*TASK BRIEF*.
Set down a precise copy of the whole listing.

*SUPPLIED RECORDS*.
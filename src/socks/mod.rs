//! SOCKS5 protocol engine
//!
//! The handshake stages in wire order: the codec functions decode and encode
//! every frame, [`negotiate`] drives method selection and the optional
//! username/password sub-negotiation, [`handle_request`] parses the request
//! and dials the target, and [`relay`] forwards bytes until the client side
//! is done.

mod auth;
mod codec;
mod consts;
mod relay;
mod request;
mod types;

pub use auth::{negotiate, PasswordChecker};
pub use codec::{
    read_auth_offer, read_credentials, read_request, write_auth_status, write_method_selection,
    write_reply, CodecResult,
};
pub use consts::*;
pub use relay::relay;
pub use request::handle_request;
pub use types::{AuthMethod, AuthOffer, Credentials, SocksCommand, TargetAddr};
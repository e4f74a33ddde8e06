//! Sockden - Standalone SOCKS5 Proxy Server
//!
//! This is the main entry point for the Sockden application.

use anyhow::Result;
use clap::Parser;
use sockden::config::{load_config, Config};
use sockden::{AuthMethod, Socks5Server};
use std::path::PathBuf;
use tracing::{info, Level};
use tracing_subscriber::FmtSubscriber;

/// Sockden - standalone SOCKS5 proxy server
#[derive(Parser, Debug)]
#[command(name = "sockden")]
#[command(author, version, about, long_about = None)]
struct Args {
    /// Path to configuration file
    #[arg(short, long)]
    config: Option<PathBuf>,

    /// Bind address override, e.g. 0.0.0.0:1080
    #[arg(short, long)]
    bind: Option<String>,

    /// Log level (trace, debug, info, warn, error)
    #[arg(short, long, default_value = "info")]
    log_level: String,

    /// Enable JSON logging format
    #[arg(long)]
    json_log: bool,
}

#[tokio::main]
async fn main() -> Result<()> {
    let args = Args::parse();

    // Setup logging
    setup_logging(&args.log_level, args.json_log)?;

    // Load configuration
    let mut config = match &args.config {
        Some(path) => load_config(path)?,
        None => Config::default(),
    };
    if let Some(bind) = args.bind {
        config.server.bind_addr = bind;
    }
    config.validate()?;

    info!("Sockden v{}", sockden::VERSION);
    if let Some(path) = &args.config {
        info!("Configuration loaded from: {:?}", path);
    }
    info!("Bind address: {}", config.server.bind_addr);

    let mut server = Socks5Server::new(config.server.clone());
    if config.server.auth == AuthMethod::Password {
        server = server.with_password_checker(config.password_checker());
    }

    // Serve until a fatal error or a termination signal
    tokio::select! {
        result = server.run() => {
            result?;
            Ok(())
        }
        _ = shutdown_signal() => {
            info!("Shutting down...");
            Ok(())
        }
    }
}

/// Wait for Ctrl+C or, on Unix, SIGTERM.
async fn shutdown_signal() {
    #[cfg(unix)]
    {
        use tokio::signal::unix::{signal, SignalKind};
        let mut sigterm =
            signal(SignalKind::terminate()).expect("Failed to setup SIGTERM handler");

        tokio::select! {
            _ = tokio::signal::ctrl_c() => {
                info!("Received Ctrl+C");
            }
            _ = sigterm.recv() => {
                info!("Received SIGTERM");
            }
        }
    }

    #[cfg(not(unix))]
    {
        // On Windows, only handle Ctrl+C
        let _ = tokio::signal::ctrl_c().await;
        info!("Received Ctrl+C");
    }
}

/// Setup logging based on configuration
fn setup_logging(level: &str, json: bool) -> Result<()> {
    let level = match level.to_lowercase().as_str() {
        "trace" => Level::TRACE,
        "debug" => Level::DEBUG,
        "info" => Level::INFO,
        "warn" | "warning" => Level::WARN,
        "error" => Level::ERROR,
        _ => Level::INFO,
    };

    if json {
        let subscriber = FmtSubscriber::builder()
            .with_max_level(level)
            .json()
            .finish();
        tracing::subscriber::set_global_default(subscriber)?;
    } else {
        let subscriber = FmtSubscriber::builder()
            .with_max_level(level)
            .with_target(true)
            .finish();
        tracing::subscriber::set_global_default(subscriber)?;
    }

    Ok(())
}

*TASK RESULT*.
filename src/socks/mod.rs
//! SOCKS5 protocol engine
//!
//! The handshake stages in wire order: the codec functions decode and encode
//! every frame, [`negotiate`] drives method selection and the optional
//! username/password sub-negotiation, [`handle_request`] parses the request
//! and dials the target, and [`relay`] forwards bytes until the client side
//! is done.

mod auth;
mod codec;
mod consts;
mod relay;
mod request;
mod types;

pub use auth::{negotiate, PasswordChecker};
pub use codec::{
    read_auth_offer, read_credentials, read_request, write_auth_status, write_method_selection,
    write_reply, CodecResult,
};
pub use consts::*;
pub use relay::relay;
pub use request::handle_request;
pub use types::{AuthMethod, AuthOffer, Credentials, SocksCommand, TargetAddr};
repository e4f74a33ddde8e06
//! Sockden - Standalone SOCKS5 Proxy Server
//!
//! This is the main entry point for the Sockden application.

use anyhow::Result;
use clap::Parser;
use sockden::config::{load_config, Config};
use sockden::{AuthMethod, Socks5Server};
use std::path::PathBuf;
use tracing::{info, Level};
use tracing_subscriber::FmtSubscriber;

/// Sockden - standalone SOCKS5 proxy server
#[derive(Parser, Debug)]
#[command(name = "sockden")]
#[command(author, version, about, long_about = None)]
struct Args {
    /// Path to configuration file
    #[arg(short, long)]
    config: Option<PathBuf>,

    /// Bind address override, e.g. 0.0.0.0:1080
    #[arg(short, long)]
    bind: Option<String>,

    /// Log level (trace, debug, info, warn, error)
    #[arg(short, long, default_value = "info")]
    log_level: String,

    /// Enable JSON logging format
    #[arg(long)]
    json_log: bool,
}

#[tokio::main]
async fn main() -> Result<()> {
    let args = Args::parse();

    // Setup logging
    setup_logging(&args.log_level, args.json_log)?;

    // Load configuration
    let mut config = match &args.config {
        Some(path) => load_config(path)?,
        None => Config::default(),
    };
    if let Some(bind) = args.bind {
        config.server.bind_addr = bind;
    }
    config.validate()?;

    info!("Sockden v{}", sockden::VERSION);
    if let Some(path) = &args.config {
        info!("Configuration loaded from: {:?}", path);
    }
    info!("Bind address: {}", config.server.bind_addr);

    let mut server = Socks5Server::new(config.server.clone());
    if config.server.auth == AuthMethod::Password {
        server = server.with_password_checker(config.password_checker());
    }

    // Serve until a fatal error or a termination signal
    tokio::select! {
        result = server.run() => {
            result?;
            Ok(())
        }
        _ = shutdown_signal() => {
            info!("Shutting down...");
            Ok(())
        }
    }
}

/// Wait for Ctrl+C or, on Unix, SIGTERM.
async fn shutdown_signal() {
    #[cfg(unix)]
    {
        use tokio::signal::unix::{signal, SignalKind};
        let mut sigterm =
            signal(SignalKind::terminate()).expect("Failed to setup SIGTERM handler");

        tokio::select! {
            _ = tokio::signal::ctrl_c() => {
                info!("Received Ctrl+C");
            }
            _ = sigterm.recv() => {
                info!("Received SIGTERM");
            }
        }
    }

    #[cfg(not(unix))]
    {
        // On Windows, only handle Ctrl+C
        let _ = tokio::signal::ctrl_c().await;
        info!("Received Ctrl+C");
    }
}

/// Setup logging based on configuration
fn setup_logging(level: &str, json: bool) -> Result<()> {
    let level = match level.to_lowercase().as_str() {
        "trace" => Level::TRACE,
        "debug" => Level::DEBUG,
        "info" => Level::INFO,
        "warn" | "warning" => Level::WARN,
        "error" => Level::ERROR,
        _ => Level::INFO,
    };

    if json {
        let subscriber = FmtSubscriber::builder()
            .with_max_level(level)
            .json()
            .finish();
        tracing::subscriber::set_global_default(subscriber)?;
    } else {
        let subscriber = FmtSubscriber::builder()
            .with_max_level(level)
            .with_target(true)
            .finish();
        tracing::subscriber::set_global_default(subscriber)?;
    }

    Ok(())
}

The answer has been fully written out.